SM 5 BSZ - Very narrow waterfall graphs for VLF experimenting with Linrad.
(Mar 21 2004)

Millihertz waterfal graphs with Linrad

Figure 1 below shows a simulation of a VLF experiment with Linrad. The screen dump is done with Linrad-01.15 as one of the tests to verify that Linrad still runs properly on elderly computers.

The computer is a Pentium 133 MHz with 24 megabytes of RAM. The amount of memory really used by Linrad is about 6 megabytes. The signal is the audio output from a TS-520 tuned to 7 MHz. An audio signal generator running at 1 kHz was placed on top of the TS-520 to provide a narrowband signal. The TS-520 itself does not by far have the stability to make anything visible at resolutions well below 1 Hz.

Fig 1. Simulated VLF spectrum with high resolution.

The sampling speed used for figure 1 is 22050 Hz. It is obvious from figure 1 that a sampling speed of 7 kHz would be fully adequate. The total CPU load is 44%, half of it is the wideband spectrum, the rest is output processing. The processing parameters are shown in table 1.

First FFT bandwidth (Hz) [5]
First FFT window (power of sin) [2]
First forward FFT version [2]
First FFT storage time (s) [4]
First FFT amplitude [1000]
Enable second FFT [0]
First mixer bandwidth reduction in powers of 2 [10]
First mixer no of channels [1]
Baseband storage time (s) [800]
Table 1. Parameters used for figure 1

Figure 1 demonstrates that the Pentium processor 133 has much more processor power than needed for decoding very slow Morse code with millihertz waterfall graphs. The hardware required would have to have adequate frequency stability but since Linrad can sample at rather high rates there is no need for narrow analog filters.

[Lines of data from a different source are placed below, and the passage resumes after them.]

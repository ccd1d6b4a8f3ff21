//! Parametric octree ray traversal
//!
//! The ray is mirrored into the all-positive octant and children are
//! visited front to back using per-axis entry/exit parameters, so child
//! boxes never need their own intersection test. Mirrored axes are kept in
//! a 3-bit mask that maps visit order back to storage order.

use super::compound_shape::RayHitHandler;
use crate::constants::octree::{CHILD_COUNT, INVALID_INDEX, MAX_DEPTH, ROOT_INDEX};
use crate::world::octree::{is_leaf, VoxelOctreeData};
use cgmath::{Point3, Vector3};

/// Stand-in for zero direction components
pub const RAY_EPSILON: f32 = 1e-9;

const STACK_SIZE: usize = MAX_DEPTH as usize + 1;
const DONE: u32 = CHILD_COUNT;

#[derive(Debug, Clone, Copy, Default)]
struct Frame {
    node: u32,
    t0: [f32; 3],
    t1: [f32; 3],
    tm: [f32; 3],
    /// Next child to visit in mirrored order, `DONE` when exhausted
    next_child: u32,
}

struct Traversal<'a> {
    octree: &'a VoxelOctreeData,
    mirror: u32,
    /// Sign of the unmirrored direction per axis
    direction_sign: [f32; 3],
    ray_index: usize,
    max_t: f32,
    handler: &'a mut dyn RayHitHandler,
}

#[inline]
fn max3(v: [f32; 3]) -> f32 {
    v[0].max(v[1]).max(v[2])
}

#[inline]
fn min3(v: [f32; 3]) -> f32 {
    v[0].min(v[1]).min(v[2])
}

/// First child hit, from the plane the ray enters through
fn first_node(t0: [f32; 3], tm: [f32; 3]) -> u32 {
    let mut child = 0;
    if t0[0] > t0[1] && t0[0] > t0[2] {
        // YZ plane
        if tm[1] < t0[0] {
            child |= 2;
        }
        if tm[2] < t0[0] {
            child |= 1;
        }
    } else if t0[1] > t0[2] {
        // XZ plane
        if tm[0] < t0[1] {
            child |= 4;
        }
        if tm[2] < t0[1] {
            child |= 1;
        }
    } else {
        // XY plane
        if tm[0] < t0[2] {
            child |= 4;
        }
        if tm[1] < t0[2] {
            child |= 2;
        }
    }
    child
}

/// Child reached after leaving `current` through its nearest exit plane
fn next_node(exit: [f32; 3], current: u32) -> u32 {
    let step = |bit: u32| if current & bit == 0 { current | bit } else { DONE };
    if exit[0] < exit[1] {
        if exit[0] < exit[2] {
            return step(4);
        }
    } else if exit[1] < exit[2] {
        return step(2);
    }
    step(1)
}

/// Parametric interval of child `octant` within a frame
fn child_interval(frame: &Frame, octant: u32) -> ([f32; 3], [f32; 3]) {
    let mut t0 = [0.0; 3];
    let mut t1 = [0.0; 3];
    for axis in 0..3 {
        if octant & (4 >> axis) != 0 {
            t0[axis] = frame.tm[axis];
            t1[axis] = frame.t1[axis];
        } else {
            t0[axis] = frame.t0[axis];
            t1[axis] = frame.tm[axis];
        }
    }
    (t0, t1)
}

impl Traversal<'_> {
    /// Report a leaf or open a frame for a branch
    fn visit(&mut self, node_index: u32, t0: [f32; 3], t1: [f32; 3]) -> Option<Frame> {
        if t1.iter().any(|&t| t < 0.0) || max3(t0) > self.max_t {
            return None;
        }

        let node = &self.octree.nodes[node_index as usize];
        if is_leaf(node) {
            let data_index = node.data_index;
            if data_index != INVALID_INDEX && self.handler.allow_test(data_index) {
                let entry = max3(t0);
                let axis = if t0[0] >= t0[1] && t0[0] >= t0[2] {
                    0
                } else if t0[1] >= t0[2] {
                    1
                } else {
                    2
                };
                let mut normal = Vector3::new(0.0, 0.0, 0.0);
                normal[axis] = -self.direction_sign[axis];
                self.handler.on_ray_hit(
                    self.ray_index,
                    &mut self.max_t,
                    entry.max(0.0),
                    normal,
                    data_index,
                );
            }
            return None;
        }

        let tm = [
            0.5 * (t0[0] + t1[0]),
            0.5 * (t0[1] + t1[1]),
            0.5 * (t0[2] + t1[2]),
        ];
        Some(Frame {
            node: node_index,
            t0,
            t1,
            tm,
            next_child: first_node(t0, tm),
        })
    }
}

/// Walk `octree` along a ray given in the octree's local space
///
/// Occupied leaves are reported front to back through `handler`.
pub fn raycast_octree(
    octree: &VoxelOctreeData,
    origin: Point3<f32>,
    direction: Vector3<f32>,
    ray_index: usize,
    max_t: f32,
    handler: &mut dyn RayHitHandler,
) {
    let size = octree.cube_size as f32;
    let mut o = [origin.x, origin.y, origin.z];
    let mut d = [direction.x, direction.y, direction.z];
    let mut direction_sign = [1.0; 3];
    let mut mirror = 0u32;

    for axis in 0..3 {
        if d[axis] == 0.0 {
            d[axis] = RAY_EPSILON;
        }
        if d[axis] < 0.0 {
            o[axis] = size - o[axis];
            d[axis] = -d[axis];
            direction_sign[axis] = -1.0;
            mirror |= 4 >> axis;
        }
    }

    let mut t0 = [0.0; 3];
    let mut t1 = [0.0; 3];
    for axis in 0..3 {
        t0[axis] = -o[axis] / d[axis];
        t1[axis] = (size - o[axis]) / d[axis];
    }
    if max3(t0) >= min3(t1) || min3(t1) < 0.0 {
        return;
    }

    let mut traversal = Traversal {
        octree,
        mirror,
        direction_sign,
        ray_index,
        max_t,
        handler,
    };

    let mut stack = [Frame::default(); STACK_SIZE];
    let mut len = 0;
    if let Some(root) = traversal.visit(ROOT_INDEX, t0, t1) {
        stack[0] = root;
        len = 1;
    }

    while len > 0 {
        let frame = stack[len - 1];
        if frame.next_child == DONE {
            len -= 1;
            continue;
        }

        let octant = frame.next_child;
        let (child_t0, child_t1) = child_interval(&frame, octant);
        stack[len - 1].next_child = next_node(child_t1, octant);

        let first_child = traversal.octree.nodes[frame.node as usize].first_child_index;
        let child = first_child + (octant ^ traversal.mirror);
        if let Some(child_frame) = traversal.visit(child, child_t0, child_t1) {
            debug_assert!(len < STACK_SIZE, "ray traversal deeper than MAX_DEPTH");
            stack[len] = child_frame;
            len += 1;
        }
    }
}

#[cfg(test)]
mod tests {
    use super::*;

    #[test]
    fn test_first_node_entry_planes() {
        // Entering through x = 0 below the y and z midplanes
        assert_eq!(first_node([1.0, -5.0, -5.0], [3.0, 4.0, 4.0]), 0);
        // Entering through x = 0 above both midplanes
        assert_eq!(first_node([1.0, -5.0, -5.0], [3.0, 0.5, 0.5]), 3);
        assert_eq!(first_node([-5.0, 1.0, -5.0], [0.5, 3.0, 4.0]), 4);
    }

    #[test]
    fn test_next_node_prefers_nearest_exit() {
        assert_eq!(next_node([1.0, 2.0, 3.0], 0), 4);
        assert_eq!(next_node([3.0, 1.0, 2.0], 0), 2);
        assert_eq!(next_node([3.0, 2.0, 1.0], 0), 1);
        assert_eq!(next_node([1.0, 2.0, 3.0], 4), DONE);
        // Ties resolve towards z, then y
        assert_eq!(next_node([1.0, 1.0, 1.0], 0), 1);
        assert_eq!(next_node([1.0, 1.0, 2.0], 0), 2);
    }

    #[test]
    fn test_child_interval_halves() {
        let frame = Frame {
            node: 0,
            t0: [0.0, 1.0, 2.0],
            t1: [4.0, 5.0, 6.0],
            tm: [2.0, 3.0, 4.0],
            next_child: 0,
        };
        assert_eq!(child_interval(&frame, 0), ([0.0, 1.0, 2.0], [2.0, 3.0, 4.0]));
        assert_eq!(child_interval(&frame, 5), ([2.0, 1.0, 4.0], [4.0, 3.0, 6.0]));
    }
}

The sampling speed in the wide spectrum is 11025 Hz in complex format (analytic time function). In the baseband, the sampling rate is 210 = 1024 times lower. The transform size in the baseband is 212 = 4096 which means that the input to one transform spans a time of 380.4 seconds. With a sine squared window and 50% overlapping transforms this means that the lines of the waterfall are produced at a rate of 18.9 lines/hour. The baseband waterfall in figure 1 spans a total time of more than 7 hours.

The audio signal generator, an Oltronix RCO-6K, has drifted from 999.2 Hz to 999.9 Hz over the 7 hours. An RC oscillator can not be expected to be particularly stable, so the FM noise on the signal is not unexpected.

When actually using Linrad for VLF, one would zoom the wide waterfall to cover a few hundred Hz or less to allow fine tuning of the position of the baseband.